Your task:
Would you restate the entries below word for word, starting at the first line and ending with the one that has "use regex::Regex;"?

Material supplied:
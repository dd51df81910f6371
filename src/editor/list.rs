//! List-line recognition and two-space indentation.
//!
//! A list line is leading whitespace, a bullet (`-`, `*`, `+`) or a decimal
//! number followed by `.`, at least one whitespace char, then the item text.

use std::borrow::Cow;
use std::sync::LazyLock;

use regex::Regex;

static LIST_LINE: LazyLock<Regex> = LazyLock::new(|| {
    Regex::new(r"^(\s*)([-*+]|\d+\.)(\s+)(.*)$").expect("list line pattern is valid")
});

/// Spaces added or removed by one indentation step.
const INDENT_UNIT: &str = "  ";

/// Kind of list marker.
#[derive(Debug, Clone, Copy, PartialEq, Eq)]
pub enum MarkerKind {
    /// `-`, `*` or `+`.
    Unordered,
    /// Digits followed by `.`.
    Ordered,
}

/// The pieces of a line that matched the list pattern.
///
/// Borrowed from the classified line; nothing here is persisted.
#[derive(Debug, Clone, Copy, PartialEq, Eq)]
pub struct ListLineMatch<'a> {
    /// Leading whitespace exactly as written (tabs are not normalised).
    pub indent: &'a str,
    /// Number of chars in `indent`. A tab counts as one.
    pub indent_width: usize,
    pub kind: MarkerKind,
    /// Literal marker token, e.g. `-` or `3.`.
    pub marker: &'a str,
    /// Whitespace between marker and item text.
    pub trailing_space: &'a str,
    /// Everything after the marker whitespace.
    pub item: &'a str,
}

impl ListLineMatch<'_> {
    /// The prefix a continuation line starts with.
    ///
    /// Ordered markers count up by one. A number too large to increment is
    /// reused verbatim.
    pub fn next_marker(&self) -> String {
        let marker = match self.kind {
            MarkerKind::Unordered => Cow::Borrowed(self.marker),
            MarkerKind::Ordered => self
                .marker
                .trim_end_matches('.')
                .parse::<u64>()
                .ok()
                .and_then(|n| n.checked_add(1))
                .map_or(Cow::Borrowed(self.marker), |n| Cow::Owned(format!("{n}."))),
        };
        format!("{}{}{}", self.indent, marker, self.trailing_space)
    }

    /// Whether the item text is blank.
    pub fn is_empty_item(&self) -> bool {
        self.item.trim().is_empty()
    }
}

/// Classify a single line. Returns `None` for anything that is not a list item.
pub fn classify(line: &str) -> Option<ListLineMatch<'_>> {
    let caps = LIST_LINE.captures(line)?;
    let indent = caps.get(1).map_or("", |m| m.as_str());
    let marker = caps.get(2).map_or("", |m| m.as_str());
    let kind = if marker.ends_with('.') {
        MarkerKind::Ordered
    } else {
        MarkerKind::Unordered
    };
    Some(ListLineMatch {
        indent,
        indent_width: indent.chars().count(),
        kind,
        marker,
        trailing_space: caps.get(3).map_or("", |m| m.as_str()),
        item: caps.get(4).map_or("", |m| m.as_str()),
    })
}

/// Whether `line` is a list item.
pub fn is_list_item(line: &str) -> bool {
    LIST_LINE.is_match(line)
}

/// Which way Tab moves a list line.
#[derive(Debug, Clone, Copy, PartialEq, Eq)]
pub enum IndentDirection {
    Indent,
    Outdent,
}

impl IndentDirection {
    /// Shift+Tab outdents, plain Tab indents.
    pub const fn from_shift(shift: bool) -> Self {
        if shift { Self::Outdent } else { Self::Indent }
    }
}

/// Indent or outdent one list line by two spaces.
///
/// Non-list lines come back untouched, as do list lines with fewer than two
/// chars of indentation when outdenting.
pub fn shift_indentation(line: &str, direction: IndentDirection) -> Cow<'_, str> {
    let Some(m) = classify(line) else {
        return Cow::Borrowed(line);
    };
    match direction {
        IndentDirection::Indent => Cow::Owned(format!("{INDENT_UNIT}{line}")),
        IndentDirection::Outdent if m.indent_width >= 2 => {
            let cut = line.char_indices().nth(2).map_or(line.len(), |(i, _)| i);
            Cow::Borrowed(&line[cut..])
        }
        IndentDirection::Outdent => Cow::Borrowed(line),
    }
}

#[cfg(test)]
mod tests {
    use super::*;

    #[test]
    fn test_classify_bullet() {
        let m = classify("- item").unwrap();
        assert_eq!(m.kind, MarkerKind::Unordered);
        assert_eq!(m.marker, "-");
        assert_eq!(m.indent_width, 0);
        assert_eq!(m.item, "item");
    }

    #[test]
    fn test_classify_indented_ordered() {
        let m = classify("  3. foo").unwrap();
        assert_eq!(m.kind, MarkerKind::Ordered);
        assert_eq!(m.marker, "3.");
        assert_eq!(m.indent_width, 2);
        assert_eq!(m.item, "foo");
    }

    #[test]
    fn test_classify_plain_text_is_not_a_list() {
        assert!(classify("plain text").is_none());
        assert!(!is_list_item("plain text"));
    }

    #[test]
    fn test_classify_requires_space_after_marker() {
        assert!(classify("-item").is_none());
        assert!(classify("3.foo").is_none());
        assert!(classify("-").is_none());
    }

    #[test]
    fn test_classify_star_and_plus() {
        assert_eq!(classify("* a").unwrap().marker, "*");
        assert_eq!(classify("+ a").unwrap().marker, "+");
    }

    #[test]
    fn test_classify_keeps_wide_trailing_space() {
        let m = classify("-   spaced").unwrap();
        assert_eq!(m.trailing_space, "   ");
        assert_eq!(m.item, "spaced");
    }

    #[test]
    fn test_classify_tab_indent_counts_as_one() {
        let m = classify("\t- item").unwrap();
        assert_eq!(m.indent, "\t");
        assert_eq!(m.indent_width, 1);
    }

    #[test]
    fn test_classify_marker_only_has_empty_item() {
        let m = classify("- ").unwrap();
        assert_eq!(m.item, "");
        assert!(m.is_empty_item());
    }

    #[test]
    fn test_next_marker_bullet_reuses_marker() {
        assert_eq!(classify("  * x").unwrap().next_marker(), "  * ");
    }

    #[test]
    fn test_next_marker_increments_ordered() {
        assert_eq!(classify("1. apple").unwrap().next_marker(), "2. ");
        assert_eq!(classify("   9.  x").unwrap().next_marker(), "   10.  ");
    }

    #[test]
    fn test_next_marker_drops_leading_zeros() {
        assert_eq!(classify("007. bond").unwrap().next_marker(), "8. ");
    }

    #[test]
    fn test_next_marker_overflow_reuses_marker() {
        let line = "99999999999999999999999. big";
        assert_eq!(
            classify(line).unwrap().next_marker(),
            "99999999999999999999999. "
        );
    }

    #[test]
    fn test_indent_prepends_two_spaces() {
        assert_eq!(shift_indentation("- a", IndentDirection::Indent), "  - a");
    }

    #[test]
    fn test_outdent_removes_two_chars() {
        assert_eq!(
            shift_indentation("    - a", IndentDirection::Outdent),
            "  - a"
        );
    }

    #[test]
    fn test_outdent_with_one_space_is_noop() {
        assert_eq!(shift_indentation(" - a", IndentDirection::Outdent), " - a");
        assert_eq!(shift_indentation("- a", IndentDirection::Outdent), "- a");
    }

    #[test]
    fn test_outdent_tab_indent_is_noop() {
        assert_eq!(
            shift_indentation("\t- a", IndentDirection::Outdent),
            "\t- a"
        );
    }

    #[test]
    fn test_non_list_line_is_untouched() {
        assert!(matches!(
            shift_indentation("hello", IndentDirection::Indent),
            Cow::Borrowed("hello")
        ));
    }

    #[test]
    fn test_direction_from_shift() {
        assert_eq!(IndentDirection::from_shift(true), IndentDirection::Outdent);
        assert_eq!(IndentDirection::from_shift(false), IndentDirection::Indent);
    }

    mod property_tests {
        use super::*;
        use proptest::prelude::*;

        proptest! {
            #[test]
            fn outdent_undoes_indent(
                indent in " {0,6}",
                marker in prop_oneof![Just("-".to_string()), Just("*".to_string()), "[0-9]{1,3}\\."],
                item in "[a-z ]{0,12}",
            ) {
                let line = format!("{indent}{marker} {item}");
                let indented = shift_indentation(&line, IndentDirection::Indent).into_owned();
                let restored = shift_indentation(&indented, IndentDirection::Outdent);
                prop_assert_eq!(restored.as_ref(), line.as_str());
            }

            #[test]
            fn indent_is_identity_on_non_list_lines(line in "[a-zA-Z][a-zA-Z ]{0,20}") {
                let shifted = shift_indentation(&line, IndentDirection::Indent);
                prop_assert_eq!(shifted.as_ref(), line.as_str());
            }
        }
    }
}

Answer box:
repository dd51df81910f6371
filename src/editor/list.rs
//! List-line recognition and two-space indentation.
//!
//! A list line is leading whitespace, a bullet (`-`, `*`, `+`) or a decimal
//! number followed by `.`, at least one whitespace char, then the item text.

use std::borrow::Cow;
use std::sync::LazyLock;

use regex::Regex;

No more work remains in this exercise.